Ripa titolare di Cerveteri

Accolto dal vescovo Gianrico Ruzza, il segretario della Segnatura apostolica ha preso possesso nella chiesa di Santa Maria maggiore il 4 luglio

«Il titolo antico di una Chiesa vuole dire la comunione con la storia». Nel suo saluto al vescovo Andrea Ripa il vescovo Ruzza ha condensato così il senso della presa di possesso del titolo di Cerveteri fatta dal suo confratello il 7 luglio nella città etrusca.

Alla celebrazione nella chiesa di Santa Maria maggiore hanno preso parte il vescovo emerito Gino Reali assieme al vicario foraneo don Domenico Giannandrea, al parroco don Gianni Sangiorgio e ad altri sacerdoti. Tra i fedeli i membri dell’Ordine di Malta e delle confraternite del Santissimo Sacramento, della Santissima Trinità e di San Francesco.

Presente a nome di tutta la città il sindaco Elena Maria Gubetti con altri amministratori. Nel momento della sua nomina a segretario del Supremo tribunale della Segnatura apostolica, lo scorso 26 gennaio, Ripa ha ricevuto il titolo della Chiesa ceretana unita a quella di Porto nell’XI secolo. Una diocesi a cui di fatto non corrisponde più un territorio, che pertanto prende il nome di sede titolare.

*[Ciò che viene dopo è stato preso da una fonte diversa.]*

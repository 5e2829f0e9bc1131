use ndarray::{Array2, Axis};
use rand::{seq::SliceRandom, Rng};
use std::path::{Path, PathBuf};

use crate::classifier::{LogisticRegression, LogisticRegressionParams};
use crate::encoder::OneHotEncoder;
use crate::error::{Error, Result};
use crate::label::{delay_minutes, label_for_minutes, parse_timestamp};
use crate::record::{check_required_columns, FlightRecord, RawColumn};

/// Encoder outputs the classifier consumes, in training order.
pub const FEATURE_COLS: [&str; 10] = [
    "OPERA_Latin American Wings",
    "MES_7",
    "MES_10",
    "OPERA_Grupo LATAM",
    "MES_12",
    "TIPOVUELO_I",
    "MES_4",
    "MES_11",
    "OPERA_Sky Airline",
    "OPERA_Copa Air",
];

pub const TARGET_COLUMN: &str = "delay";

/// Named feature matrix, row-major, columns in `FEATURE_COLS` order.
#[derive(Debug, Clone, PartialEq)]
pub struct Features {
    pub columns: Vec<String>,
    pub values: Array2<f64>,
}

impl Features {
    pub fn zeros(rows: usize) -> Self {
        Self {
            columns: FEATURE_COLS.iter().map(|c| c.to_string()).collect(),
            values: Array2::zeros((rows, FEATURE_COLS.len())),
        }
    }

    pub fn n_rows(&self) -> usize {
        self.values.nrows()
    }

    pub fn get(&self, row: usize, column: &str) -> Option<f64> {
        let col = self.columns.iter().position(|c| c == column)?;
        self.values.get((row, col)).copied()
    }
}

/// Artifact locations for the two fitted parts.
#[derive(Debug, Clone)]
pub struct ModelPaths {
    pub encoder: PathBuf,
    pub classifier: PathBuf,
}

/// Fitted encoder plus classifier. Immutable once built; share behind `Arc`.
#[derive(Debug, Clone)]
pub struct DelayModel {
    encoder: OneHotEncoder,
    classifier: LogisticRegression,
}

impl DelayModel {
    pub fn new(encoder: OneHotEncoder, classifier: LogisticRegression) -> Result<Self> {
        if classifier.n_features() != FEATURE_COLS.len() {
            return Err(Error::FeatureWidth {
                got: classifier.n_features(),
                expected: FEATURE_COLS.len(),
            });
        }
        Ok(Self { encoder, classifier })
    }

    pub fn load(paths: &ModelPaths) -> Result<Self> {
        let encoder = OneHotEncoder::load(&paths.encoder)?;
        let classifier = LogisticRegression::load(&paths.classifier)?;
        tracing::debug!(
            encoder = %paths.encoder.display(),
            classifier = %paths.classifier.display(),
            "loaded model artifacts"
        );
        Self::new(encoder, classifier)
    }

    pub fn save(&self, paths: &ModelPaths) -> Result<()> {
        self.encoder.save(&paths.encoder)?;
        self.classifier.save(&paths.classifier)
    }

    pub fn encoder(&self) -> &OneHotEncoder {
        &self.encoder
    }

    pub fn classifier(&self) -> &LogisticRegression {
        &self.classifier
    }

    /// One-hot encode and keep only `FEATURE_COLS`.
    pub fn preprocess(&self, records: &[FlightRecord]) -> Result<Features> {
        encode_features(&self.encoder, records)
    }

    /// Like `preprocess`, also deriving the delay label from `Fecha-I`/`Fecha-O`.
    pub fn preprocess_with_target(&self, records: &[FlightRecord]) -> Result<(Features, Vec<u8>)> {
        check_required_columns(records, &required_with_target())?;
        let features = self.preprocess(records)?;
        let target = derive_target(records)?;
        Ok((features, target))
    }

    /// Shuffle rows, then refit the classifier.
    pub fn fit<R: Rng + ?Sized>(
        &mut self,
        features: &Features,
        target: &[u8],
        params: &LogisticRegressionParams,
        rng: &mut R,
    ) -> Result<()> {
        self.classifier = fit_shuffled(features, target, params, rng)?;
        Ok(())
    }

    pub fn predict(&self, features: &Features) -> Result<Vec<u8>> {
        self.classifier.predict(features.values.view())
    }

    /// Fit encoder and classifier from labelled raw records.
    pub fn train<R: Rng + ?Sized>(
        records: &[FlightRecord],
        params: &LogisticRegressionParams,
        rng: &mut R,
    ) -> Result<Self> {
        check_required_columns(records, &required_with_target())?;
        let encoder = OneHotEncoder::fit(records)?;
        let features = encode_features(&encoder, records)?;
        let target = derive_target(records)?;
        let classifier = fit_shuffled(&features, &target, params, rng)?;
        tracing::info!(
            rows = records.len(),
            delayed = target.iter().filter(|v| **v == 1).count(),
            n_iter = classifier.n_iter(),
            "trained delay model"
        );
        Ok(Self { encoder, classifier })
    }
}

fn required_with_target() -> Vec<RawColumn> {
    RawColumn::CATEGORICAL
        .iter()
        .chain(RawColumn::TIMESTAMPS.iter())
        .copied()
        .collect()
}

fn encode_features(encoder: &OneHotEncoder, records: &[FlightRecord]) -> Result<Features> {
    let encoded = encoder.transform(records)?;
    let names = encoder.feature_names();

    let mut indices = Vec::with_capacity(FEATURE_COLS.len());
    for col in FEATURE_COLS {
        let idx = names
            .iter()
            .position(|n| n == col)
            .ok_or_else(|| Error::MissingFeature(col.to_string()))?;
        indices.push(idx);
    }

    Ok(Features {
        columns: FEATURE_COLS.iter().map(|c| c.to_string()).collect(),
        values: encoded.select(Axis(1), &indices),
    })
}

fn derive_target(records: &[FlightRecord]) -> Result<Vec<u8>> {
    records
        .iter()
        .enumerate()
        .map(|(row, r)| {
            let scheduled = r.scheduled.as_deref().ok_or(Error::NullValue {
                column: RawColumn::Scheduled.name(),
                row,
            })?;
            let actual = r.actual.as_deref().ok_or(Error::NullValue {
                column: RawColumn::Actual.name(),
                row,
            })?;
            let s = parse_timestamp(RawColumn::Scheduled, scheduled)?;
            let a = parse_timestamp(RawColumn::Actual, actual)?;
            Ok(label_for_minutes(delay_minutes(s, a)))
        })
        .collect()
}

fn fit_shuffled<R: Rng + ?Sized>(
    features: &Features,
    target: &[u8],
    params: &LogisticRegressionParams,
    rng: &mut R,
) -> Result<LogisticRegression> {
    if features.n_rows() != target.len() {
        return Err(Error::ShapeMismatch {
            features: features.n_rows(),
            labels: target.len(),
        });
    }
    let mut order: Vec<usize> = (0..target.len()).collect();
    order.shuffle(rng);

    let x = features.values.select(Axis(0), &order);
    let y: Vec<u8> = order.iter().map(|i| target[*i]).collect();
    LogisticRegression::fit(params, x.view(), &y)
}

/// Default artifact locations relative to the working directory.
pub fn default_paths(dir: impl AsRef<Path>) -> ModelPaths {
    let dir = dir.as_ref();
    ModelPaths {
        encoder: dir.join("onehot_encoder.bin"),
        classifier: dir.join("logistic_model.bin"),
    }
}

Le sedi titolari sono attribuite a vescovi ausiliari, vescovi al servizio della Santa Sede, come nel caso di Ripa, amministratori apostolici che governano temporaneamente una Chiesa particolare a nome della Santa Sede e i vescovi a cui non è assegnata la cura pastorale di una diocesi.

Con la volontà di legare sempre un vescovo a una diocesi la tradizione della Chiesa dà segno visibile dell’unità tra i successori degli apostoli e la loro missione all’interno del popolo di Dio. Nel caso di Cerveteri «un legame ulteriore fra Roma e una diocesi suburbicaria come la nostra», ha detto il vescovo Ruzza rivolgendo a «don Andrea» l’affetto di tutta la comunità: «Non solo ti accogliamo, ma ti sentiamo fratello in mezzo a noi». La liturgia della Parola ha offerto al vescovo di Cerveteri la possibilità di soffermarsi sulla fraternità e sulla missione a cui ogni Dio chiama ogni cristiano.

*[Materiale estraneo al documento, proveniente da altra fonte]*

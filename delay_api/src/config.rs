use anyhow::{Context, Result};
use delay_model::ModelPaths;
use serde::Deserialize;
use std::{fs, path::{Path, PathBuf}};

#[derive(Deserialize, Debug, Clone, PartialEq)]
#[serde(default)]
pub struct ServiceConfig {
    pub bind_addr: String,
    pub encoder_path: PathBuf,
    pub model_path: PathBuf,
    /// Log a feature summary for every predict request.
    pub log_pred: bool,
}

impl Default for ServiceConfig {
    fn default() -> Self {
        let paths = delay_model::default_paths("artifacts");
        Self {
            bind_addr: "0.0.0.0:8080".to_string(),
            encoder_path: paths.encoder,
            model_path: paths.classifier,
            log_pred: false,
        }
    }
}

impl ServiceConfig {
    pub fn load(path: &Path) -> Result<Self> {
        let data = fs::read_to_string(path)
            .with_context(|| format!("failed to read config at {}", path.display()))?;
        serde_json::from_str(&data).with_context(|| format!("invalid config JSON in {}", path.display()))
    }

    /// `CONFIG_PATH` file (if set), then environment overrides.
    pub fn from_env() -> Result<Self> {
        Self::resolve(|key| std::env::var(key).ok())
    }

    pub fn resolve(lookup: impl Fn(&str) -> Option<String>) -> Result<Self> {
        let mut cfg = match lookup("CONFIG_PATH") {
            Some(p) => Self::load(Path::new(&p))?,
            None => Self::default(),
        };

        if let Some(port) = lookup("PORT") {
            let port: u16 = port.parse().with_context(|| format!("invalid PORT '{}'", port))?;
            cfg.bind_addr = format!("0.0.0.0:{}", port);
        }
        if let Some(addr) = lookup("BIND_ADDR") {
            cfg.bind_addr = addr;
        }
        if let Some(p) = lookup("ENCODER_PATH") {
            cfg.encoder_path = PathBuf::from(p);
        }
        if let Some(p) = lookup("MODEL_PATH") {
            cfg.model_path = PathBuf::from(p);
        }
        if let Some(v) = lookup("LOG_PRED") {
            cfg.log_pred = v == "1";
        }
        Ok(cfg)
    }

    pub fn model_paths(&self) -> ModelPaths {
        ModelPaths {
            encoder: self.encoder_path.clone(),
            classifier: self.model_path.clone(),
        }
    }
}

#[cfg(test)]
mod tests {
    use super::*;
    use std::collections::HashMap;

    fn env(pairs: &[(&str, &str)]) -> impl Fn(&str) -> Option<String> {
        let map: HashMap<String, String> = pairs.iter().map(|(k, v)| (k.to_string(), v.to_string())).collect();
        move |k| map.get(k).cloned()
    }

    #[test]
    fn defaults_without_environment() {
        let cfg = ServiceConfig::resolve(env(&[])).unwrap();
        assert_eq!(cfg, ServiceConfig::default());
        assert_eq!(cfg.bind_addr, "0.0.0.0:8080");
    }

    #[test]
    fn environment_overrides() {
        let cfg = ServiceConfig::resolve(env(&[
            ("PORT", "9000"),
            ("MODEL_PATH", "/models/lr.bin"),
            ("LOG_PRED", "1"),
        ]))
        .unwrap();
        assert_eq!(cfg.bind_addr, "0.0.0.0:9000");
        assert_eq!(cfg.model_paths().classifier, PathBuf::from("/models/lr.bin"));
        assert!(cfg.log_pred);
    }

    #[test]
    fn bind_addr_wins_over_port() {
        let cfg = ServiceConfig::resolve(env(&[("PORT", "9000"), ("BIND_ADDR", "127.0.0.1:7000")])).unwrap();
        assert_eq!(cfg.bind_addr, "127.0.0.1:7000");
    }

    #[test]
    fn bad_port_is_an_error() {
        assert!(ServiceConfig::resolve(env(&[("PORT", "eighty")])).is_err());
    }

    #[test]
    fn config_file_is_merged_under_environment() {
        let dir = tempfile::tempdir().unwrap();
        let path = dir.path().join("config.json");
        fs::write(&path, r#"{"bind_addr":"127.0.0.1:5000","encoder_path":"/m/enc.bin"}"#).unwrap();
        let cfg = ServiceConfig::resolve(env(&[
            ("CONFIG_PATH", path.to_str().unwrap()),
            ("LOG_PRED", "0"),
        ]))
        .unwrap();
        assert_eq!(cfg.bind_addr, "127.0.0.1:5000");
        assert_eq!(cfg.encoder_path, PathBuf::from("/m/enc.bin"));
        assert_eq!(cfg.model_path, ServiceConfig::default().model_path);
        assert!(!cfg.log_pred);
    }
}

«Il Signore designò altri settantadue e li inviò a due a due davanti a sé in ogni città e luogo dove stava per recarsi» ci racconta l’evangelista Luca. «Non siamo professionisti della pastorale, degli “one man show” dell’evangelizzazione» ha osservato il presule focalizzando l’aspetto dell’“invio davanti a sé”.

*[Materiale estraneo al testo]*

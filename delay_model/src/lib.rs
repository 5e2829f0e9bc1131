//! Flight delay prediction core: raw records, one-hot feature encoding,
//! delay labels and a class-balanced logistic regression.

mod artifact;
pub mod classifier;
pub mod encoder;
pub mod error;
pub mod label;
pub mod model;
pub mod record;

pub use classifier::{ClassWeight, LogisticRegression, LogisticRegressionParams};
pub use encoder::OneHotEncoder;
pub use error::{Error, Result};
pub use label::{derive_label, DATETIME_FORMAT, DELAY_THRESHOLD_MINUTES};
pub use model::{default_paths, DelayModel, Features, ModelPaths, FEATURE_COLS, TARGET_COLUMN};
pub use record::{CategoryValue, FlightRecord, RawColumn};
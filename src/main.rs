use anyhow::Context;
use clap::Parser;
use concert_finder::utils::{logger, validation::Validate};
use concert_finder::{CliConfig, ConcertEngine, ConcertError, RunSummary, TicketmasterClient};

fn report_failure(e: &ConcertError) -> i32 {
    tracing::debug!(
        "Concert search failed: {} (Category: {:?}, Severity: {:?})",
        e,
        e.category(),
        e.severity()
    );

    eprintln!("{}", e.diagnostic_line());

    e.exit_code()
}

#[tokio::main]
async fn main() -> anyhow::Result<()> {
    let cli = CliConfig::parse();

    if cli.json_logs {
        logger::init_json_logger(cli.verbose);
    } else {
        logger::init_cli_logger(cli.verbose);
    }

    tracing::info!("Starting concert-finder CLI");

    let config = match cli.resolve().and_then(|config| config.validate().map(|_| config)) {
        Ok(config) => config,
        Err(e) => std::process::exit(report_failure(&e)),
    };

    let query = config.search_query();
    let engine = ConcertEngine::new(TicketmasterClient::new(config)).with_output_format(cli.output);

    let mut stdout = std::io::stdout();
    match engine.run(&query, &mut stdout).await {
        Ok(RunSummary::NoConcerts) => {
            tracing::debug!("No concerts found for '{}' in {}", query.artist_name, query.city);
        }
        Ok(RunSummary::Completed { concerts, report }) => {
            tracing::info!(
                "✅ Done: {} concerts, {} printed, {} incomplete",
                concerts,
                report.printed,
                report.incomplete.len()
            );
        }
        Err(e) => {
            let exit_code = report_failure(&e);
            if exit_code > 0 {
                std::process::exit(exit_code);
            }
        }
    }

    std::io::Write::flush(&mut stdout).context("failed to flush stdout")?;
    Ok(())
}
// Adapters layer: concrete implementations for external systems.

pub mod ticketmaster;
use crate::core::enricher::{apply_availability, batch_ids, AvailabilityStatus};
use crate::core::finder::{collect_concerts, SearchResponse};
use crate::domain::model::{ConcertCollection, EnrichSummary, SearchOutcome, SearchQuery};
use crate::domain::ports::{ConcertSource, ConfigProvider};
use crate::utils::error::{ConcertError, Result};
use reqwest::{Client, RequestBuilder};
use serde::de::DeserializeOwned;
use std::time::Duration;

pub const DEFAULT_DISCOVERY_ENDPOINT: &str = "https://app.ticketmaster.com/discovery/v2/events";
pub const DEFAULT_AVAILABILITY_ENDPOINT: &str =
    "https://app.ticketmaster.com/inventory-status/v1/availability";

/// Ticketmaster Discovery 與 Inventory Status API 的客戶端
pub struct TicketmasterClient<C: ConfigProvider> {
    config: C,
    client: Client,
}

impl<C: ConfigProvider> TicketmasterClient<C> {
    pub fn new(config: C) -> Self {
        Self {
            config,
            client: Client::new(),
        }
    }

    pub fn config(&self) -> &C {
        &self.config
    }

    async fn fetch_json<T: DeserializeOwned>(
        &self,
        endpoint: &str,
        request: RequestBuilder,
    ) -> Result<T> {
        let response = request
            .timeout(Duration::from_secs(self.config.timeout_seconds()))
            .send()
            .await
            .map_err(|e| ConcertError::Request(e.without_url()))?;

        let status = response.status();
        tracing::debug!("API response status: {}", status);

        if !status.is_success() {
            return Err(ConcertError::HttpStatus {
                endpoint: endpoint.to_string(),
                status: status.as_u16(),
            });
        }

        let body = response
            .bytes()
            .await
            .map_err(|e| ConcertError::Request(e.without_url()))?;
        Ok(serde_json::from_slice(&body)?)
    }
}

#[async_trait::async_trait]
impl<C: ConfigProvider> ConcertSource for TicketmasterClient<C> {
    async fn find_concerts(&self, query: &SearchQuery) -> Result<SearchOutcome> {
        let endpoint = self.config.discovery_endpoint();
        tracing::info!(
            "🔎 Searching {} concerts for '{}' in {}",
            query.classification,
            query.artist_name,
            query.city
        );
        tracing::debug!("Making API request to: {}", endpoint);

        let request = self.client.get(endpoint).query(&[
            ("apikey", self.config.api_key()),
            ("keyword", query.artist_name.as_str()),
            ("city", query.city.as_str()),
            ("classificationName", query.classification.as_str()),
        ]);

        let response: SearchResponse = self.fetch_json(endpoint, request).await?;
        Ok(collect_concerts(response))
    }

    async fn find_ticket_availability(
        &self,
        mut concerts: ConcertCollection,
    ) -> Result<ConcertCollection> {
        if concerts.is_empty() {
            tracing::debug!("No concerts to check availability for");
            return Ok(concerts);
        }

        let endpoint = self.config.availability_endpoint();
        let batches = batch_ids(&concerts, self.config.availability_batch_size());
        tracing::info!(
            "🎫 Checking ticket availability for {} concerts in {} request(s)",
            concerts.len(),
            batches.len()
        );

        let mut summary = EnrichSummary::default();
        for events in batches {
            tracing::debug!("Making API request to: {} (events={})", endpoint, events);
            let request = self
                .client
                .get(endpoint)
                .query(&[("events", events.as_str()), ("apikey", self.config.api_key())]);

            let statuses: Vec<AvailabilityStatus> = self.fetch_json(endpoint, request).await?;
            summary.merge(apply_availability(&mut concerts, statuses));
        }

        if !summary.unknown_ids.is_empty() {
            tracing::warn!(
                "⚠️ Ignored availability for {} unknown event(s)",
                summary.unknown_ids.len()
            );
        }
        tracing::info!(
            "✅ Enriched {} of {} concerts",
            summary.enriched,
            concerts.len()
        );

        Ok(concerts)
    }
}
pub mod adapters;
pub mod config;
pub mod core;
pub mod domain;
pub mod utils;

#[cfg(feature = "cli")]
pub use crate::config::cli::CliConfig;

pub use crate::adapters::ticketmaster::TicketmasterClient;
pub use crate::config::FinderConfig;
pub use crate::core::engine::{ConcertEngine, RunSummary};
pub use crate::core::formatter::OutputFormat;
pub use crate::domain::model::{Concert, ConcertCollection, SearchOutcome, SearchQuery};
pub use crate::utils::error::{ConcertError, Result};
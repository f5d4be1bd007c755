use crate::domain::model::{ConcertCollection, SearchOutcome, SearchQuery};
use crate::utils::error::Result;
use async_trait::async_trait;

pub trait ConfigProvider: Send + Sync {
    fn api_key(&self) -> &str;
    fn discovery_endpoint(&self) -> &str;
    fn availability_endpoint(&self) -> &str;
    fn timeout_seconds(&self) -> u64;
    fn availability_batch_size(&self) -> usize;
}

/// 演唱會資料來源：搜尋活動並補上票務狀態
#[async_trait]
pub trait ConcertSource: Send + Sync {
    async fn find_concerts(&self, query: &SearchQuery) -> Result<SearchOutcome>;

    async fn find_ticket_availability(
        &self,
        concerts: ConcertCollection,
    ) -> Result<ConcertCollection>;
}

Ogni servizio nella Chiesa nasce da Gesù che coinvolge i suoi discepoli nel preparare l’incontro con lui secondo «la nostra storia, le nostre capacità, la fase della vita che attraversiamo. Tutti abbiamo una vocazione alla quale corrisponde una missione che Dio ci affida nella sua Chiesa per il bene del suo popolo e per il bene del mondo».

Ma non è del cristiano camminare in solitaria. In quel “a due a due” «sta la bellezza dell’imparare a collaborare, dell’imparare ad amare il nostro prossimo inteso come persona con la quale dobbiamo lavorare assieme e c’è anche «quella punta di umiltà che non deve mai venire meno in ognuno di noi, quel non prevaricare, quel ricordarsi che si vince o si perde assieme, e soprattutto si costruisce solo insieme».

Nel brano evangelico la dimensione spaziale della missione, “in ogni città e in ogni luogo”, ci dice poi che «Non c’è nessuna situazione dove non valga la pena di annunciare il Vangelo, non c’è nessuna situazione dove non valga la pena di dare testimonianza della nostra vita cristiana». E, pur consapevoli delle miserie che ognuno porta con se, «potremmo dire che diventiamo attraenti e interessanti come cristiani nel momento in cui non facciamo cose spettacolari o organizzate, che pure è necessario, ma nel momento in cui gli altri percepiscono in noi che siamo uniti a Cristo».

Perché rispondere assieme con umiltà alla chiamata che Dio riserva ad ogni donna ed ogni uomo consiste nel testimoniare alla Chiesa e al mondo la fede in Cristo: «Di questo tesoro che speriamo di poter alimentare quotidianamente cerchiamo di essere non avari ma generosi perché, anche attraverso la nostra vita, possa giungere ad ogni uomo l’amore che Dio ha per ciascuno». Il dono della comunità diocesana al vescovo Ripa custodisce un segno dell’amore a cui lui ha fatto riferimento: un’icona che riprende l’immagine di Nostra Signora di Ceri, Madre della Misericordia.